Mrs. Ted Bliss
- First hardcover edition (1995)
- Author: Stanley Elkin
- Language: English
- Genre: Fiction
- Publisher: Hyperion Books
- Publication date: 7 September 1995
- Publication place: United States
- Pages: 292
- ISBN: 0-7868-6104-5

= Mrs. Ted Bliss =

Novel by Stanley Elkin

Mrs. Ted Bliss is a 1995 novel by American author Stanley Elkin, published by Hyperion Books. It concerns the last eventful years in the life of an old widow. Elkin won the 1995 National Book Critics Circle Award in the fiction category for this work.

== Plot ==
Mrs. Dorothy Bliss is an old woman in her early 80s living alone in a retirement community near Miami Beach, Florida, after her husband's death due to cancer. She was born in Russia and is Jewish. Her mother bribed an immigration officer and added three years to her age on legal documents in order that she could start working in Manhattan's Lower East Side after their immigration. Her husband, Ted Bliss, had a butcher shop in Chicago and together they had three kids. Her oldest son dies of cancer at a young age and after her husband's retirement, the couple moved to Florida. She is obsessed with cleaning and also keeps records of the gifts given to her grandchildren in order to keep track and stay impartial with everyone.

The single life of Mrs. Bliss is now filled with expectations of finding a romance or a partner but eventually she is disappointed and heartbroken. She gets involved with Alcibiades Chitral, a drug lord who operates in her neighborhood, and starts using her and her husband's car as a front for his activities. The story keeps introducing various new men in her life, such as Hector Camerando, a jai alai pro who helps Mrs. Bliss with some tips on dogs, and Tommy Auveristas, an imposter. Junior Yellin, a once upon a time lover with whom Mrs. Bliss had had a passionate encounter in her husband's butcher shop, also makes a re-entry into her life. She eventually dies when Hurricane Andrew hits Miami and brings massive destruction.

== Publication ==
Following Elkin's death on 31 May 1995 at age 65, the novel was released posthumously on 7 September 1995. Elkin had published ten novels, five short-story collections, and various novellas and non-fiction articles in various magazines and papers during the course of his writing career, which began in the 1950s.

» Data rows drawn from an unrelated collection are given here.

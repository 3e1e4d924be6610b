//! Validated construction of [`RelayConfig`](crate::config::RelayConfig).

// self
use crate::{
	_prelude::*,
	config::{DEFAULT_REFRESH_PATH, ExcludedPaths, RelayConfig},
};

/// Errors raised while constructing or validating relay configurations.
#[derive(Debug, PartialEq, Eq, Serialize, Deserialize, ThisError)]
pub enum RelayConfigError {
	/// Base origin must be reachable over HTTP(S).
	#[error("The base URL must use http or https: {url}.")]
	UnsupportedScheme {
		/// Base URL that failed validation.
		url: String,
	},
	/// Base origin cannot carry query strings or fragments that relative paths would clobber.
	#[error("The base URL must not contain a query or fragment: {url}.")]
	BaseUrlHasQuery {
		/// Base URL that failed validation.
		url: String,
	},
	/// Refresh path must be relative to the base origin.
	#[error("The refresh path must start with `/`: {path}.")]
	RelativeRefreshPath {
		/// Refresh path that failed validation.
		path: String,
	},
	/// Empty exclusion substrings would match every URL.
	#[error("Excluded paths must not contain empty entries.")]
	EmptyExcludedPath,
	/// Default header cannot be sent over HTTP.
	#[error("Default header `{name}` is not a valid HTTP header.")]
	InvalidHeader {
		/// Header name as configured.
		name: String,
	},
	/// `Authorization` is owned by the token holder and cannot be configured statically.
	#[error("Default header `{name}` is managed by the relay and cannot be configured.")]
	ReservedHeader {
		/// Header name as configured.
		name: String,
	},
	/// Timeout must be strictly positive.
	#[error("The timeout must be positive.")]
	NonPositiveTimeout,
}

/// Builder for [`RelayConfig`] values.
#[derive(Debug)]
pub struct RelayConfigBuilder {
	/// Backend origin.
	pub base_url: Url,
	/// Substrings that bypass token handling.
	pub excluded_paths: ExcludedPaths,
	/// Refresh endpoint path.
	pub refresh_path: String,
	/// Headers merged into every request.
	pub default_headers: BTreeMap<String, String>,
	/// Cookie-store toggle.
	pub with_credentials: bool,
	/// Optional whole-request timeout.
	pub timeout: Option<Duration>,
}
impl RelayConfigBuilder {
	/// Creates a new builder seeded with the default exclusions, refresh path, and JSON content
	/// type.
	pub fn new(base_url: Url) -> Self {
		let mut default_headers = BTreeMap::new();

		default_headers.insert(CONTENT_TYPE.as_str().to_owned(), "application/json".to_owned());

		Self {
			base_url,
			excluded_paths: ExcludedPaths::default(),
			refresh_path: DEFAULT_REFRESH_PATH.to_owned(),
			default_headers,
			with_credentials: true,
			timeout: None,
		}
	}

	/// Replaces the exclusion set.
	pub fn excluded_paths(mut self, paths: ExcludedPaths) -> Self {
		self.excluded_paths = paths;

		self
	}

	/// Adds one substring to the exclusion set.
	pub fn exclude_path(mut self, path: impl Into<String>) -> Self {
		self.excluded_paths.insert(path);

		self
	}

	/// Overrides the refresh endpoint path.
	pub fn refresh_path(mut self, path: impl Into<String>) -> Self {
		self.refresh_path = path.into();

		self
	}

	/// Adds or replaces a default header.
	pub fn default_header(mut self, name: impl Into<String>, value: impl Into<String>) -> Self {
		self.default_headers.insert(name.into().to_ascii_lowercase(), value.into());

		self
	}

	/// Toggles the cookie store used for credentialed requests.
	pub fn with_credentials(mut self, enabled: bool) -> Self {
		self.with_credentials = enabled;

		self
	}

	/// Sets the whole-request timeout.
	pub fn timeout(mut self, timeout: Duration) -> Self {
		self.timeout = Some(timeout);

		self
	}

	/// Consumes the builder and validates the resulting configuration.
	pub fn build(self) -> Result<RelayConfig, RelayConfigError> {
		let config = RelayConfig {
			base_url: self.base_url,
			excluded_paths: self.excluded_paths,
			refresh_path: self.refresh_path,
			default_headers: self.default_headers,
			with_credentials: self.with_credentials,
			timeout: self.timeout,
		};

		config.validate()?;

		Ok(config)
	}
}

impl RelayConfig {
	/// Validates invariants for the configuration.
	pub fn validate(&self) -> Result<(), RelayConfigError> {
		if !matches!(self.base_url.scheme(), "http" | "https") {
			return Err(RelayConfigError::UnsupportedScheme { url: self.base_url.to_string() });
		}
		if self.base_url.query().is_some() || self.base_url.fragment().is_some() {
			return Err(RelayConfigError::BaseUrlHasQuery { url: self.base_url.to_string() });
		}
		if !self.refresh_path.starts_with('/') {
			return Err(RelayConfigError::RelativeRefreshPath { path: self.refresh_path.clone() });
		}
		if self.excluded_paths.iter().any(str::is_empty) {
			return Err(RelayConfigError::EmptyExcludedPath);
		}
		if let Some(timeout) = self.timeout
			&& !timeout.is_positive()
		{
			return Err(RelayConfigError::NonPositiveTimeout);
		}

		for (name, value) in &self.default_headers {
			if name.eq_ignore_ascii_case(AUTHORIZATION.as_str()) {
				return Err(RelayConfigError::ReservedHeader { name: name.clone() });
			}
			if HeaderName::from_bytes(name.as_bytes()).is_err()
				|| HeaderValue::from_str(value).is_err()
			{
				return Err(RelayConfigError::InvalidHeader { name: name.clone() });
			}
		}

		Ok(())
	}
}

#[cfg(test)]
mod tests {
	// self
	use super::*;

	fn url(value: &str) -> Url {
		Url::parse(value).expect("URL fixture should parse.")
	}

	#[test]
	fn defaults_match_backend_contract() {
		let config = RelayConfig::builder(url("https://relay.example.com/api"))
			.build()
			.expect("Default configuration should build.");

		assert_eq!(config.refresh_path, "/refresh-token");
		assert_eq!(config.excluded_paths.iter().collect::<Vec<_>>(), [
			"/auth/login",
			"/members/register"
		]);
		assert!(config.with_credentials);
		assert!(config.timeout.is_none());
		assert_eq!(
			config.default_headers.get("content-type").map(String::as_str),
			Some("application/json")
		);
	}

	#[test]
	fn builder_rejects_invalid_settings() {
		let err = RelayConfig::builder(url("ftp://relay.example.com"))
			.build()
			.expect_err("Non-HTTP base URLs should be rejected.");

		assert!(matches!(err, RelayConfigError::UnsupportedScheme { .. }));

		let err = RelayConfig::builder(url("https://relay.example.com/api?tenant=a"))
			.build()
			.expect_err("Base URLs with queries should be rejected.");

		assert!(matches!(err, RelayConfigError::BaseUrlHasQuery { .. }));

		let err = RelayConfig::builder(url("https://relay.example.com"))
			.refresh_path("refresh-token")
			.build()
			.expect_err("Refresh paths without a leading slash should be rejected.");

		assert!(matches!(err, RelayConfigError::RelativeRefreshPath { .. }));

		let err = RelayConfig::builder(url("https://relay.example.com"))
			.exclude_path("")
			.build()
			.expect_err("Empty exclusions should be rejected.");

		assert_eq!(err, RelayConfigError::EmptyExcludedPath);

		let err = RelayConfig::builder(url("https://relay.example.com"))
			.timeout(Duration::ZERO)
			.build()
			.expect_err("Zero timeouts should be rejected.");

		assert_eq!(err, RelayConfigError::NonPositiveTimeout);

		let err = RelayConfig::builder(url("https://relay.example.com"))
			.default_header("x bad", "value")
			.build()
			.expect_err("Header names with spaces should be rejected.");

		assert_eq!(err, RelayConfigError::InvalidHeader { name: "x bad".into() });
	}

	#[test]
	fn authorization_cannot_be_a_default_header() {
		let err = RelayConfig::builder(url("https://relay.example.com"))
			.default_header("Authorization", "Bearer static")
			.build()
			.expect_err("A static bearer would leak into excluded requests.");

		assert_eq!(err, RelayConfigError::ReservedHeader { name: "authorization".into() });

		let mut config = RelayConfig::builder(url("https://relay.example.com"))
			.build()
			.expect("Default configuration should build.");

		config.default_headers.insert("AUTHORIZATION".into(), "Bearer static".into());

		assert_eq!(
			config.validate(),
			Err(RelayConfigError::ReservedHeader { name: "AUTHORIZATION".into() })
		);
	}

	#[test]
	fn config_round_trips_through_json() {
		let config = RelayConfig::builder(url("https://relay.example.com/api"))
			.exclude_path("/auth/reissue")
			.default_header("X-Client", "bitamin-web")
			.timeout(Duration::seconds(10))
			.build()
			.expect("Configuration should build.");
		let json = serde_json::to_string(&config).expect("Configuration should serialize.");
		let decoded: RelayConfig =
			serde_json::from_str(&json).expect("Configuration should deserialize.");

		assert_eq!(decoded, config);
		assert!(decoded.excluded_paths.matches("/auth/reissue"));
		assert_eq!(
			decoded.default_headers.get("x-client").map(String::as_str),
			Some("bitamin-web")
		);
	}
}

== Review and reception ==
Kirkus Reviews writes that Elkin makes readers believe that the novel has a plot when drug dealers are introduced in it. However, "there isn't so much a plot as an accumulation of detail about Mrs. Bliss". Elkin's "long poetic sentences about seemingly mundane minutiae" later bring substance to the character of Mrs. Bliss. Walter Goodman, a television critic for The New York Times, mentions in his review that "[the book] may not be Stanley Elkin's best, but it is a smart, generous, melancholy, funny, even elegiac work by a prodigious practitioner". Publishers Weekly writes that "Elkin is at his best here, blessed with the gift of one-liner insight and a definite, if reluctantly exercised, ability to tug on a reader's heartstrings".

== Awards ==
Elkin won the 1995 National Book Critics Circle Award in the fiction category for the novel. The book was nominated along with Independence Day (by Richard Ford), Galatea 2.2 (by Richard Powers), Moo (by Jane Smiley), and The Tent of Orange Mist (by Paul West). Elkin had earlier won in the same category for his 1982 novel George Mills.